И мне представился твой желудок, будто драгоценный, одушевленный ларец, ничего общего с нашими грубыми бурдюками для водки, пива, мяса. И я так полюбил эту скрытую жизнь в тебе! Что губы, глаза, ноги, волосы, шея, плечи! Я полюбил в тебе куда более интимное, нежное, скрытое от других: желудок, почки, печень, гортань, кровеносные сосуды, нервы. О легкие, как шелк, легкие моей любимой, рождающие в ней ее радостное дыхание, чистое после всех папирос, свежее после всех попоек!..»

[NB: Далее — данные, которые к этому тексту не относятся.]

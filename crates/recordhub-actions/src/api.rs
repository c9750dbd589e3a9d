//! Records API used by client actions.

use std::sync::Arc;

use async_trait::async_trait;
use recordhub_core::{ObjectRecord, RecordFilter};
use recordhub_graphql::{ExecutionContext, FindManyArgs, delete_many, find_many};
use serde_json::Value;
use tracing::debug;

use crate::error::Result;

/// One page of record ids.
#[derive(Debug, Clone, Default, PartialEq, Eq)]
pub struct IdPage {
    pub ids: Vec<String>,
    pub has_next_page: bool,
    pub end_cursor: Option<String>,
}

/// Backend operations the record actions need.
#[async_trait]
pub trait RecordsApi: Send + Sync {
    /// Fetches ids of records matching `filter`, `first` at a time after `after`.
    async fn find_record_ids(
        &self,
        object_name_singular: &str,
        filter: &RecordFilter,
        first: usize,
        after: Option<String>,
    ) -> Result<IdPage>;

    /// Soft-deletes `ids` in one batch.
    async fn delete_many_records(
        &self,
        object_name_singular: &str,
        ids: &[String],
    ) -> Result<Vec<ObjectRecord>>;
}

pub type DynRecordsApi = Arc<dyn RecordsApi>;

/// Fetches the ids of every record matching `filter`.
///
/// Pages are requested one after another until the last one.
pub async fn fetch_all_record_ids(
    api: &dyn RecordsApi,
    object_name_singular: &str,
    filter: &RecordFilter,
    page_size: usize,
) -> Result<Vec<String>> {
    let mut ids = Vec::new();
    let mut after = None;
    let mut pages = 0usize;

    loop {
        let page = api
            .find_record_ids(object_name_singular, filter, page_size, after)
            .await?;
        pages += 1;
        ids.extend(page.ids);
        match (page.has_next_page, page.end_cursor) {
            (true, Some(cursor)) => after = Some(cursor),
            _ => break,
        }
    }

    debug!(
        object = %object_name_singular,
        count = ids.len(),
        pages = pages,
        "Fetched all record ids"
    );
    Ok(ids)
}

/// [`RecordsApi`] backed by the in-process resolvers.
#[derive(Clone)]
pub struct LocalRecordsApi {
    context: Arc<ExecutionContext>,
}

impl LocalRecordsApi {
    pub fn new(context: Arc<ExecutionContext>) -> Self {
        Self { context }
    }
}

#[async_trait]
impl RecordsApi for LocalRecordsApi {
    async fn find_record_ids(
        &self,
        object_name_singular: &str,
        filter: &RecordFilter,
        first: usize,
        after: Option<String>,
    ) -> Result<IdPage> {
        let connection = find_many(
            &self.context,
            object_name_singular,
            FindManyArgs {
                filter: filter.clone(),
                first: Some(first),
                after,
                ..Default::default()
            },
        )
        .await?;

        Ok(IdPage {
            ids: connection
                .nodes()
                .filter_map(|node| node.get("id").and_then(Value::as_str))
                .map(str::to_string)
                .collect(),
            has_next_page: connection.page_info.has_next_page,
            end_cursor: connection.page_info.end_cursor,
        })
    }

    async fn delete_many_records(
        &self,
        object_name_singular: &str,
        ids: &[String],
    ) -> Result<Vec<ObjectRecord>> {
        Ok(delete_many(&self.context, object_name_singular, ids).await?)
    }
}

Белла – совершенно гениальный человек, прекрасная поэтесса. Отношения Юры и Беллы касались только их двоих. В дневнике Юра написал об их любви замечательные строки. В Америке в «Русском слове» я напечатала этот кусок из его дневника. Это, может быть, одна из лучших страниц прозы о любви в русской литературе. Бесконечно и с восторгом перечитываю эти строки о великом счастье любить. Двое красивых, талантливых, гордых встретились и полюбили – это же чудо. Я всегда уважала искренние чувства двоих…
Удивительно, при всей бурной молодости Юра сохранил чистоту. Мы встретились с ним зрелыми людьми. Меня потрясло, насколько он оставался целомудренным. Хотя за ним всегда следовал шлейф романов, но он оставался скромен и неразвращён… Его поступки были непредсказуемы. Порывы переполняли его. Он не был блестящим кавалером. Он человек искреннего порыва. Настоящий мужчина: и любовник, и работяга, и охотник.

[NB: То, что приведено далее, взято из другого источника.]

//! Error types for GraphQL operations.
//!
//! Errors carry a stable code that is exposed to clients in the GraphQL
//! error `extensions.code` entry, and an HTTP status used when a request
//! fails before the schema executes.

use std::fmt;

use async_graphql::ErrorExtensions;
use recordhub_core::CoreError;
use recordhub_query::{FilterError, SqlBuilderError};
use recordhub_storage::StorageError;

/// Errors that can occur during GraphQL operations.
#[derive(Debug, Clone, PartialEq)]
pub enum GraphQLError {
    /// Schema build failed.
    SchemaBuildFailed(String),

    /// Invalid query or malformed argument.
    InvalidQuery(String),

    /// Missing or invalid request context, rejected before any query runs.
    Validation(String),

    /// Filter operator the compiler does not know.
    UnsupportedOperator(String),

    /// Filter or ordering on a field the object does not have.
    UnknownField {
        /// Object name.
        object: String,
        /// Field name.
        field: String,
    },

    /// Filter value the field type cannot hold.
    InvalidFilterValue {
        /// Field name.
        field: String,
        /// What is wrong with the value.
        message: String,
    },

    /// A nested relation could not be expanded.
    RelationExpansion {
        /// Name of the relation field.
        relation: String,
        /// Underlying failure.
        message: String,
    },

    /// The caller may not modify the object.
    PermissionDenied {
        /// Object name.
        object: String,
    },

    /// Object type not present in the workspace metadata.
    ObjectNotFound(String),

    /// Storage error.
    Storage(String),

    /// Internal server error.
    Internal(String),
}

impl fmt::Display for GraphQLError {
    fn fmt(&self, f: &mut fmt::Formatter<'_>) -> fmt::Result {
        match self {
            Self::SchemaBuildFailed(msg) => {
                write!(f, "Failed to build GraphQL schema: {msg}")
            }
            Self::InvalidQuery(msg) => {
                write!(f, "Invalid GraphQL query: {msg}")
            }
            Self::Validation(msg) => {
                write!(f, "Validation error: {msg}")
            }
            Self::UnsupportedOperator(op) => {
                write!(f, "Unsupported filter operator '{op}'")
            }
            Self::UnknownField { object, field } => {
                write!(f, "Unknown field '{field}' on object '{object}'")
            }
            Self::InvalidFilterValue { field, message } => {
                write!(f, "Invalid filter value for '{field}': {message}")
            }
            Self::RelationExpansion { relation, message } => {
                write!(f, "Failed to expand relation '{relation}': {message}")
            }
            Self::PermissionDenied { object } => {
                write!(f, "Permission denied: no write access to '{object}'")
            }
            Self::ObjectNotFound(name) => {
                write!(f, "Object '{name}' not found")
            }
            Self::Storage(msg) => {
                write!(f, "Storage error: {msg}")
            }
            Self::Internal(msg) => {
                write!(f, "Internal error: {msg}")
            }
        }
    }
}

impl std::error::Error for GraphQLError {}

impl GraphQLError {
    /// Creates a relation expansion error for the named relation.
    pub fn relation(relation: impl Into<String>, message: impl fmt::Display) -> Self {
        Self::RelationExpansion {
            relation: relation.into(),
            message: message.to_string(),
        }
    }

    /// Returns the HTTP status code for this error.
    #[must_use]
    pub fn status_code(&self) -> u16 {
        match self {
            Self::SchemaBuildFailed(_) => 500,
            Self::InvalidQuery(_)
            | Self::Validation(_)
            | Self::UnsupportedOperator(_)
            | Self::UnknownField { .. }
            | Self::InvalidFilterValue { .. } => 400,
            Self::PermissionDenied { .. } => 403,
            Self::ObjectNotFound(_) => 404,
            Self::RelationExpansion { .. } | Self::Storage(_) | Self::Internal(_) => 500,
        }
    }

    /// Returns the error code for GraphQL error extensions.
    #[must_use]
    pub fn error_code(&self) -> &'static str {
        match self {
            Self::SchemaBuildFailed(_) => "SCHEMA_BUILD_FAILED",
            Self::InvalidQuery(_) => "INVALID_QUERY",
            Self::Validation(_) => "VALIDATION_ERROR",
            Self::UnsupportedOperator(_) => "UNSUPPORTED_OPERATOR",
            Self::UnknownField { .. } => "UNKNOWN_FIELD",
            Self::InvalidFilterValue { .. } => "INVALID_FILTER_VALUE",
            Self::RelationExpansion { .. } => "RELATION_EXPANSION_ERROR",
            Self::PermissionDenied { .. } => "PERMISSION_DENIED",
            Self::ObjectNotFound(_) => "NOT_FOUND",
            Self::Storage(_) => "STORAGE_ERROR",
            Self::Internal(_) => "INTERNAL_ERROR",
        }
    }
}

impl ErrorExtensions for GraphQLError {
    fn extend(&self) -> async_graphql::Error {
        async_graphql::Error::new(self.to_string()).extend_with(|_, e| {
            e.set("code", self.error_code().to_string());
            if let Self::RelationExpansion { relation, .. } = self {
                e.set("relation", relation.clone());
            }
        })
    }
}

impl From<FilterError> for GraphQLError {
    fn from(err: FilterError) -> Self {
        match err {
            FilterError::UnsupportedOperator { operator } => Self::UnsupportedOperator(operator),
            FilterError::UnknownField { object, field } => Self::UnknownField { object, field },
            FilterError::InvalidValue { field, message } => {
                Self::InvalidFilterValue { field, message }
            }
            FilterError::NotSearchable(_) | FilterError::Builder(_) => {
                Self::Validation(err.to_string())
            }
        }
    }
}

impl From<SqlBuilderError> for GraphQLError {
    fn from(err: SqlBuilderError) -> Self {
        Self::Validation(err.to_string())
    }
}

impl From<StorageError> for GraphQLError {
    fn from(err: StorageError) -> Self {
        Self::Storage(err.to_string())
    }
}

impl From<CoreError> for GraphQLError {
    fn from(err: CoreError) -> Self {
        match err {
            CoreError::ObjectNotFound(name) => Self::ObjectNotFound(name),
            CoreError::FieldNotFound { object, field } => Self::UnknownField { object, field },
            CoreError::InvalidFilter(msg) | CoreError::InvalidId(msg) => Self::Validation(msg),
            other => Self::Internal(other.to_string()),
        }
    }
}

#[cfg(test)]
mod tests {
    use super::*;

    #[test]
    fn test_status_codes() {
        assert_eq!(GraphQLError::Validation("test".into()).status_code(), 400);
        assert_eq!(
            GraphQLError::PermissionDenied {
                object: "person".into()
            }
            .status_code(),
            403
        );
        assert_eq!(GraphQLError::ObjectNotFound("x".into()).status_code(), 404);
        assert_eq!(GraphQLError::relation("company", "boom").status_code(), 500);
    }

    #[test]
    fn test_error_codes() {
        assert_eq!(
            GraphQLError::UnsupportedOperator("near".into()).error_code(),
            "UNSUPPORTED_OPERATOR"
        );
        assert_eq!(
            GraphQLError::relation("company", "boom").error_code(),
            "RELATION_EXPANSION_ERROR"
        );
    }

    #[test]
    fn test_filter_error_conversion() {
        let err: GraphQLError = FilterError::UnsupportedOperator {
            operator: "near".into(),
        }
        .into();
        assert_eq!(err, GraphQLError::UnsupportedOperator("near".into()));
    }

    #[test]
    fn test_extensions_carry_code() {
        let err = GraphQLError::PermissionDenied {
            object: "person".into(),
        }
        .extend();
        let extensions = serde_json::to_value(err.extensions.as_ref().unwrap()).unwrap();
        assert_eq!(extensions["code"], "PERMISSION_DENIED");
    }
}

Он был невероятно дисциплинирован. Работал у себя в кабинете, на втором этаже. Вставал в семь, делал зарядку, в восемь спускался вниз, и на столе должен был стоять завтрак: геркулесовая каша на воде, три абрикосины, два расколотых грецких ореха и чашка кофе. Если это было готово в четверть девятого, он рвал и метал. Если обед запаздывал, и того хуже…
Алла Нагибина, шестая жена Юрия Нагибина.

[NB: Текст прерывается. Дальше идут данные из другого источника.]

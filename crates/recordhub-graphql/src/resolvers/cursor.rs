//! Opaque keyset cursors.
//!
//! A cursor is URL-safe base64 of a JSON object holding the record id and
//! the values of the ordering columns. Decoding a cursor yields a filter
//! selecting the rows strictly after it under the same ordering.

use base64::Engine;
use recordhub_core::RecordFilter;
use recordhub_query::{NullsOrder, SortOrder};
use serde::{Deserialize, Serialize};
use serde_json::{Map, Value, json};

use super::order::OrderField;

/// Cursor data encoded in the cursor string.
#[derive(Debug, Clone, PartialEq, Serialize, Deserialize)]
pub struct CursorData {
    pub id: Value,
    /// Ordering column → value at the cursor row.
    #[serde(default)]
    pub values: Map<String, Value>,
}

impl CursorData {
    /// Captures the cursor position of a formatted record.
    pub fn from_record(record: &Map<String, Value>, order: &[OrderField]) -> Self {
        let values = order
            .iter()
            .map(|o| (o.column.clone(), o.value_of(record).cloned().unwrap_or(Value::Null)))
            .collect();
        Self {
            id: record.get("id").cloned().unwrap_or(Value::Null),
            values,
        }
    }

    /// Encode cursor data to a base64 string.
    pub fn encode(&self) -> String {
        let json = serde_json::to_string(self).unwrap_or_default();
        base64::engine::general_purpose::URL_SAFE_NO_PAD.encode(json)
    }

    /// Decode cursor data from a base64 string.
    pub fn decode(cursor: &str) -> Option<Self> {
        let bytes = base64::engine::general_purpose::URL_SAFE_NO_PAD
            .decode(cursor)
            .ok()?;
        let json = String::from_utf8(bytes).ok()?;
        serde_json::from_str(&json).ok()
    }

    /// Filter selecting rows strictly after this cursor under `order`.
    ///
    /// Lexicographic: row > cursor on term `i` while equal on all earlier terms.
    pub fn after_filter(&self, order: &[OrderField]) -> RecordFilter {
        let mut branches = Vec::new();
        let mut equal_prefix: Vec<RecordFilter> = Vec::new();

        for term in order {
            let value = self.values.get(&term.column).cloned().unwrap_or(Value::Null);

            if let Some(after) = strictly_after(term, &value) {
                let mut branch = equal_prefix.clone();
                branch.push(after);
                branches.push(RecordFilter::and(branch));
            }

            equal_prefix.push(if value.is_null() {
                leaf(term, "is", json!("NULL"))
            } else {
                leaf(term, "eq", value)
            });
        }

        RecordFilter::or(branches)
    }
}

fn leaf(term: &OrderField, operator: &str, value: Value) -> RecordFilter {
    match &term.sub_field {
        Some(sub) => RecordFilter::composite(term.field.clone(), sub.clone(), operator, value),
        None => RecordFilter::leaf(term.field.clone(), operator, value),
    }
}

fn strictly_after(term: &OrderField, value: &Value) -> Option<RecordFilter> {
    let nulls = term.direction.nulls();
    if value.is_null() {
        // Nothing sorts after NULL when NULLs come last.
        return match nulls {
            NullsOrder::First => Some(leaf(term, "is", json!("NOT_NULL"))),
            NullsOrder::Last => None,
        };
    }

    let operator = match term.direction.sort_order() {
        SortOrder::Asc => "gt",
        SortOrder::Desc => "lt",
    };
    let compare = leaf(term, operator, value.clone());
    Some(match nulls {
        NullsOrder::First => compare,
        NullsOrder::Last => RecordFilter::or(vec![compare, leaf(term, "is", json!("NULL"))]),
    })
}

#[cfg(test)]
mod tests {
    use super::*;
    use crate::resolvers::order::OrderByDirection;

    fn city(direction: OrderByDirection) -> OrderField {
        OrderField {
            field: "city".into(),
            sub_field: None,
            column: "city".into(),
            direction,
        }
    }

    #[test]
    fn test_cursor_encode_decode() {
        let record = json!({"id": "a1", "city": "Paris"});
        let Value::Object(map) = record else { unreachable!() };
        let order = vec![city(OrderByDirection::AscNullsLast), OrderField::id()];
        let cursor = CursorData::from_record(&map, &order);

        let decoded = CursorData::decode(&cursor.encode()).expect("Should decode");
        assert_eq!(decoded, cursor);
        assert_eq!(decoded.values["city"], "Paris");
    }

    #[test]
    fn test_cursor_decode_invalid() {
        assert!(CursorData::decode("not-valid-base64!!!").is_none());
        assert!(CursorData::decode("").is_none());
    }

    #[test]
    fn test_after_filter_id_only() {
        let cursor = CursorData {
            id: json!("a1"),
            values: Map::from_iter([("id".to_string(), json!("a1"))]),
        };
        let filter = cursor.after_filter(&[OrderField::id()]);
        assert_eq!(
            filter.to_json(),
            json!({"or": [{"and": [{"id": {"gt": "a1"}}]}]})
        );
    }

    #[test]
    fn test_after_null_with_nulls_last_skips_branch() {
        let cursor = CursorData {
            id: json!("a1"),
            values: Map::from_iter([
                ("city".to_string(), Value::Null),
                ("id".to_string(), json!("a1")),
            ]),
        };
        let filter = cursor.after_filter(&[city(OrderByDirection::AscNullsLast), OrderField::id()]);
        assert_eq!(
            filter.to_json(),
            json!({"or": [{"and": [{"city": {"is": "NULL"}}, {"id": {"gt": "a1"}}]}]})
        );
    }
}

Страсть к Ахмадулиной доводила Нагибина до исступления, и не только потому, что ему физически тяжело было находиться вдалеке от нее, но еще и потому, что вся его жизнь полетела кувырком. Он был дисциплинированным и организованным человеком, много работал, его день был расписан чуть ли не по минутам. И вдруг все изменилось. Какая работа, какие могут быть дела, когда все мысли и чувства заняты только этой безумной страстью.
«Как ты утомительно назойлива! – негодовал он. – Вот ты уехала, и свободно, как из плена, рванулся я в забытое торжество моего порядка! Ведь мне надо писать рассказы, сценарии, статьи и внутренние рецензии, зарабатывать деньги и тратить их на дачу, квартиру, двух шоферов, двух домработниц, счета, еду и мало ли еще на что. Мне надо ходить по редакциям, и я иду, и переступаю порог, и я совсем спокоен. Здесь всё так чуждо боли, страданию, всему живому, мучительно человечьему, всё так картонно, фанерно, так мертво и условно, что самый воздух, припахивающий карболкой и типографским жиром гранок, целебен для меня. Еще немного – и тревожная моя кровь станет клюквенным соком, и я спасен. Но ты пускаешь в ход свой старый и всегда безошибочный трюк. Ты выметываешь из-за стола толстое, сырое тело редакционной секретарши своим движением, с циничной щедростью ты даришь ей свою грудь с маленькой точкой, алеющей в вырезе – не то родинка, не то следок папиросного ожога, – и всё идет к черту!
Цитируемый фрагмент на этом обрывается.